Только много позже, когда я пришел в себя и были сказаны все нужные и крепкие слова, выяснилось, как два подвыпивших литератора решили проделать «психологический эксперимент» с целью опечалить прекрасную даму и вызвать у нее угрызения совести. Миша лег спать, а его приятель, уже плохо соображавший, что делает, сообщил в редакцию о безвременной кончине поэта. Как могло случиться, что в госпитале никто не поинтересовался проверить названное мною имя покойника? Много людей умирает в Париже. Если приходит человек и спрашивает тело, значит и проверять нечего — надо идти в мертвецкую…
История на этом кончается. Миша Струев по сей день благополучно здравствует в Париже. Он пишет стихи, бывает на Монпарнассе и влюбляется. А некролог свой он бережно вырезал и вклеил в альбом, рядом с рецензиями о «Разбитой Лире».

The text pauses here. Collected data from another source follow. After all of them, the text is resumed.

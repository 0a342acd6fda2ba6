//! X server session
//!
//! Owns the connection, the interned atoms and the per-window damage
//! objects, and bootstraps what compositing needs from the server:
//! extension handshakes, the `_NET_WM_CM_Sn` selection, the composite
//! overlay with input pass-through and the initial window scan. Event
//! decoding lives in `events`, frame painting in `render`.

pub mod backend;
pub mod events;
pub mod render;
pub mod stream;

pub use backend::RenderBackend;
pub use render::Renderer;
pub use stream::EventStream;

use std::collections::HashMap;
use std::sync::Arc;

use anyhow::{bail, Context, Result};
use tracing::{debug, info};
use x11rb::connection::{Connection, RequestConnection};
use x11rb::protocol::composite::{self, ConnectionExt as _};
use x11rb::protocol::damage::{self, ConnectionExt as _};
use x11rb::protocol::render::{self as xrender, ConnectionExt as _};
use x11rb::protocol::shape::{self, ConnectionExt as _, SK, SO};
use x11rb::protocol::xfixes::{self, ConnectionExt as _};
use x11rb::protocol::xproto::*;
use x11rb::rust_connection::RustConnection;

use crate::events::{Notification, WindowType};
use crate::Xid;

/// Interned atoms the session decodes properties with.
#[derive(Debug)]
pub struct Atoms {
    pub net_wm_cm: Atom,
    pub wm_state: Atom,
    pub wm_client_leader: Atom,
    pub net_wm_window_opacity: Atom,
    pub net_wm_bypass_compositor: Atom,
    pub net_frame_extents: Atom,
    pub net_wm_window_type: Atom,
    pub net_wm_window_type_desktop: Atom,
    pub net_wm_window_type_dock: Atom,
    pub net_wm_window_type_toolbar: Atom,
    pub net_wm_window_type_menu: Atom,
    pub net_wm_window_type_utility: Atom,
    pub net_wm_window_type_splash: Atom,
    pub net_wm_window_type_dialog: Atom,
    pub net_wm_window_type_dropdown_menu: Atom,
    pub net_wm_window_type_popup_menu: Atom,
    pub net_wm_window_type_tooltip: Atom,
    pub net_wm_window_type_notification: Atom,
    pub net_wm_window_type_combo: Atom,
    pub net_wm_window_type_dnd: Atom,
    pub net_wm_window_type_normal: Atom,
}

impl Atoms {
    /// Intern all required atoms
    pub fn new<C: Connection>(conn: &C, screen_num: usize) -> Result<Self> {
        // Helper to intern a single atom
        let intern = |name: &str| -> Result<Atom> {
            Ok(conn.intern_atom(false, name.as_bytes())?.reply()?.atom)
        };

        Ok(Self {
            net_wm_cm: intern(&format!("_NET_WM_CM_S{screen_num}"))?,
            wm_state: intern("WM_STATE")?,
            wm_client_leader: intern("WM_CLIENT_LEADER")?,
            net_wm_window_opacity: intern("_NET_WM_WINDOW_OPACITY")?,
            net_wm_bypass_compositor: intern("_NET_WM_BYPASS_COMPOSITOR")?,
            net_frame_extents: intern("_NET_FRAME_EXTENTS")?,
            net_wm_window_type: intern("_NET_WM_WINDOW_TYPE")?,
            net_wm_window_type_desktop: intern("_NET_WM_WINDOW_TYPE_DESKTOP")?,
            net_wm_window_type_dock: intern("_NET_WM_WINDOW_TYPE_DOCK")?,
            net_wm_window_type_toolbar: intern("_NET_WM_WINDOW_TYPE_TOOLBAR")?,
            net_wm_window_type_menu: intern("_NET_WM_WINDOW_TYPE_MENU")?,
            net_wm_window_type_utility: intern("_NET_WM_WINDOW_TYPE_UTILITY")?,
            net_wm_window_type_splash: intern("_NET_WM_WINDOW_TYPE_SPLASH")?,
            net_wm_window_type_dialog: intern("_NET_WM_WINDOW_TYPE_DIALOG")?,
            net_wm_window_type_dropdown_menu: intern("_NET_WM_WINDOW_TYPE_DROPDOWN_MENU")?,
            net_wm_window_type_popup_menu: intern("_NET_WM_WINDOW_TYPE_POPUP_MENU")?,
            net_wm_window_type_tooltip: intern("_NET_WM_WINDOW_TYPE_TOOLTIP")?,
            net_wm_window_type_notification: intern("_NET_WM_WINDOW_TYPE_NOTIFICATION")?,
            net_wm_window_type_combo: intern("_NET_WM_WINDOW_TYPE_COMBO")?,
            net_wm_window_type_dnd: intern("_NET_WM_WINDOW_TYPE_DND")?,
            net_wm_window_type_normal: intern("_NET_WM_WINDOW_TYPE_NORMAL")?,
        })
    }

    /// Maps a `_NET_WM_WINDOW_TYPE` atom to the reduced type set.
    pub fn window_type(&self, atom: Atom) -> WindowType {
        let table = [
            (self.net_wm_window_type_desktop, WindowType::Desktop),
            (self.net_wm_window_type_dock, WindowType::Dock),
            (self.net_wm_window_type_toolbar, WindowType::Toolbar),
            (self.net_wm_window_type_menu, WindowType::Menu),
            (self.net_wm_window_type_utility, WindowType::Utility),
            (self.net_wm_window_type_splash, WindowType::Splash),
            (self.net_wm_window_type_dialog, WindowType::Dialog),
            (self.net_wm_window_type_dropdown_menu, WindowType::DropdownMenu),
            (self.net_wm_window_type_popup_menu, WindowType::PopupMenu),
            (self.net_wm_window_type_tooltip, WindowType::Tooltip),
            (self.net_wm_window_type_notification, WindowType::Notification),
            (self.net_wm_window_type_combo, WindowType::Combo),
            (self.net_wm_window_type_dnd, WindowType::Dnd),
            (self.net_wm_window_type_normal, WindowType::Normal),
        ];
        table
            .iter()
            .find(|(a, _)| *a == atom)
            .map(|(_, t)| *t)
            .unwrap_or(WindowType::Unknown)
    }
}

pub struct Session {
    pub conn: Arc<RustConnection>,
    pub screen_num: usize,
    pub root: Xid,
    pub root_visual: Visualid,
    pub root_depth: u8,
    pub width: u16,
    pub height: u16,
    pub overlay: Xid,
    sel_window: Xid,
    pub(crate) atoms: Atoms,
    pub(crate) damage_by_window: HashMap<Xid, damage::Damage>,
    /// Discovered client window -> owning frame.
    pub(crate) frame_by_client: HashMap<Xid, Xid>,
    /// Reused for every damage fetch; never holds state across calls.
    pub(crate) scratch_region: xfixes::Region,
    visual_depth: HashMap<Visualid, u8>,
}

impl Session {
    /// Connects, negotiates extensions, takes the compositor selection
    /// and claims the overlay window.
    pub fn connect() -> Result<Self> {
        let (conn, screen_num) = x11rb::connect(None).context("Failed to connect to X server")?;
        let conn = Arc::new(conn);

        conn.extension_information(composite::X11_EXTENSION_NAME)?
            .context("Composite extension not available")?;
        conn.extension_information(damage::X11_EXTENSION_NAME)?
            .context("Damage extension not available")?;
        conn.extension_information(xfixes::X11_EXTENSION_NAME)?
            .context("XFixes extension not available")?;
        conn.extension_information(shape::X11_EXTENSION_NAME)?
            .context("Shape extension not available")?;
        conn.extension_information(xrender::X11_EXTENSION_NAME)?
            .context("Render extension not available")?;

        let composite_version = conn
            .composite_query_version(0, 4)?
            .reply()
            .context("Failed to query composite version")?;
        info!(
            "Composite extension {}.{}",
            composite_version.major_version, composite_version.minor_version
        );
        let damage_version = conn
            .damage_query_version(1, 1)?
            .reply()
            .context("Failed to query damage version")?;
        info!(
            "Damage extension {}.{}",
            damage_version.major_version, damage_version.minor_version
        );
        let xfixes_version = conn
            .xfixes_query_version(5, 0)?
            .reply()
            .context("Failed to query xfixes version")?;
        info!(
            "XFixes extension {}.{}",
            xfixes_version.major_version, xfixes_version.minor_version
        );
        let render_version = conn
            .render_query_version(0, 11)?
            .reply()
            .context("Failed to query render version")?;
        info!(
            "Render extension {}.{}",
            render_version.major_version, render_version.minor_version
        );
        conn.shape_query_version()?
            .reply()
            .context("Failed to query shape version")?;

        let screen = &conn.setup().roots[screen_num];
        let root = screen.root;
        let root_visual = screen.root_visual;
        let root_depth = screen.root_depth;
        let width = screen.width_in_pixels;
        let height = screen.height_in_pixels;
        let mut visual_depth = HashMap::new();
        for depth in &screen.allowed_depths {
            for visual in &depth.visuals {
                visual_depth.insert(visual.visual_id, depth.depth);
            }
        }

        let atoms = Atoms::new(conn.as_ref(), screen_num)?;

        // One compositing manager per screen.
        let owner = conn.get_selection_owner(atoms.net_wm_cm)?.reply()?.owner;
        if owner != x11rb::NONE {
            bail!("another compositing manager is running (selection owner {owner:#x})");
        }
        let sel_window = conn.generate_id()?;
        conn.create_window(
            0,
            sel_window,
            root,
            -1,
            -1,
            1,
            1,
            0,
            WindowClass::INPUT_ONLY,
            0,
            &CreateWindowAux::new().override_redirect(1),
        )?;
        conn.set_selection_owner(sel_window, atoms.net_wm_cm, x11rb::CURRENT_TIME)?;

        conn.change_window_attributes(
            root,
            &ChangeWindowAttributesAux::new().event_mask(
                EventMask::SUBSTRUCTURE_NOTIFY
                    | EventMask::STRUCTURE_NOTIFY
                    | EventMask::EXPOSURE
                    | EventMask::PROPERTY_CHANGE
                    | EventMask::FOCUS_CHANGE,
            ),
        )?
        .check()
        .context("Failed to select events on the root window")?;

        // Get Composite Overlay Window
        let overlay = conn
            .composite_get_overlay_window(root)?
            .reply()?
            .overlay_win;
        info!("Using Composite Overlay Window: {overlay:#x}");

        // Make overlay window input-transparent so events pass through to root
        conn.shape_rectangles(
            SO::SET,
            SK::INPUT,
            ClipOrdering::UNSORTED,
            overlay,
            0,
            0,
            &[],
        )?;
        // Expose on the overlay means its contents were lost.
        conn.change_window_attributes(
            overlay,
            &ChangeWindowAttributesAux::new().event_mask(EventMask::EXPOSURE),
        )?;

        let scratch_region = conn.generate_id()?;
        conn.xfixes_create_region(scratch_region, &[])?;
        conn.flush()?;

        Ok(Self {
            conn,
            screen_num,
            root,
            root_visual,
            root_depth,
            width,
            height,
            overlay,
            sel_window,
            atoms,
            damage_by_window: HashMap::new(),
            frame_by_client: HashMap::new(),
            scratch_region,
            visual_depth,
        })
    }

    /// Adopts the windows that already exist, bottom of the stack first.
    pub fn scan(&mut self) -> Result<Vec<Notification>> {
        let tree = self.conn.query_tree(self.root)?.reply()?;
        let mut out = Vec::new();
        for window in tree.children {
            if let Err(e) = self.adopt_window(window, &mut out) {
                debug!(window = format_args!("{window:#x}"), "skipped during scan: {e:#}");
            }
        }
        let adopted = out
            .iter()
            .filter(|n| matches!(n, Notification::Created { .. }))
            .count();
        info!(windows = adopted, "initial scan complete");
        Ok(out)
    }

    pub(crate) fn is_argb_visual(&self, visual: Visualid) -> bool {
        self.visual_depth.get(&visual) == Some(&32)
    }

    pub(crate) fn is_own_window(&self, window: Xid) -> bool {
        window == self.overlay || window == self.sel_window
    }

    /// Every adopted top level window has a damage object, which makes
    /// this the frame test.
    pub(crate) fn is_frame(&self, window: Xid) -> bool {
        self.damage_by_window.contains_key(&window)
    }

    pub(crate) fn client_of(&self, frame: Xid) -> Option<Xid> {
        self.frame_by_client
            .iter()
            .find(|(_, f)| **f == frame)
            .map(|(c, _)| *c)
    }

    /// Resolves an event window to the frame record it belongs to.
    pub(crate) fn frame_of(&self, window: Xid) -> Xid {
        self.frame_by_client.get(&window).copied().unwrap_or(window)
    }

    pub(crate) fn create_damage(&mut self, window: Xid) -> Result<()> {
        if self.damage_by_window.contains_key(&window) {
            return Ok(());
        }
        let id = self.conn.generate_id()?;
        self.conn
            .damage_create(id, window, damage::ReportLevel::NON_EMPTY)?
            .check()
            .context("Failed to create damage object")?;
        self.damage_by_window.insert(window, id);
        Ok(())
    }

    /// The window is gone; the server freed its damage object already.
    pub(crate) fn forget_damage(&mut self, window: Xid) {
        self.damage_by_window.remove(&window);
    }

    /// Stop watching a window that still exists.
    pub(crate) fn destroy_damage(&mut self, window: Xid) {
        if let Some(id) = self.damage_by_window.remove(&window) {
            let _ = self.conn.damage_destroy(id);
        }
    }

    /// While unredirected the overlay must stay unmapped or it would
    /// cover the screen with stale pixels.
    pub fn hide_overlay(&self) {
        let _ = self.conn.unmap_window(self.overlay);
        let _ = self.conn.flush();
    }

    /// Hands the overlay back to the server on the way out.
    pub fn release_overlay(&self) {
        let _ = self.conn.composite_release_overlay_window(self.overlay);
        let _ = self.conn.flush();
    }
}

Сосед с версальского авеню
Много лет назад я жил в Париже, на Авеню де Версай. Удивительное это было место, тихое, немного провинциальное, все в зелени. Много старинных особнячков, окруженных садами. По утрам здесь можно было услышать пение птиц, это в Париже-то!
И люди здесь жили особенные, неторопливые, все больше старомодные старички и допотопные старушки, от которых веяло уютом, кофеем-с цикорием и свежими круассанами. Старички шли в церковь к поздней мессе, а я направлялся в сторону Сены, — поглядеть на ленивые баржи, медленно ползущие против течения, посмотреть на рыболовов на набережной. Мудрое их терпение всегда меня умиляло: никогда в жизни я не видел, чтобы кто-нибудь поймал на Сене хотя бы самую захудалую рыбку, а рыболовы не переводились и не теряли надежды. Вероятно, это были мечтатели.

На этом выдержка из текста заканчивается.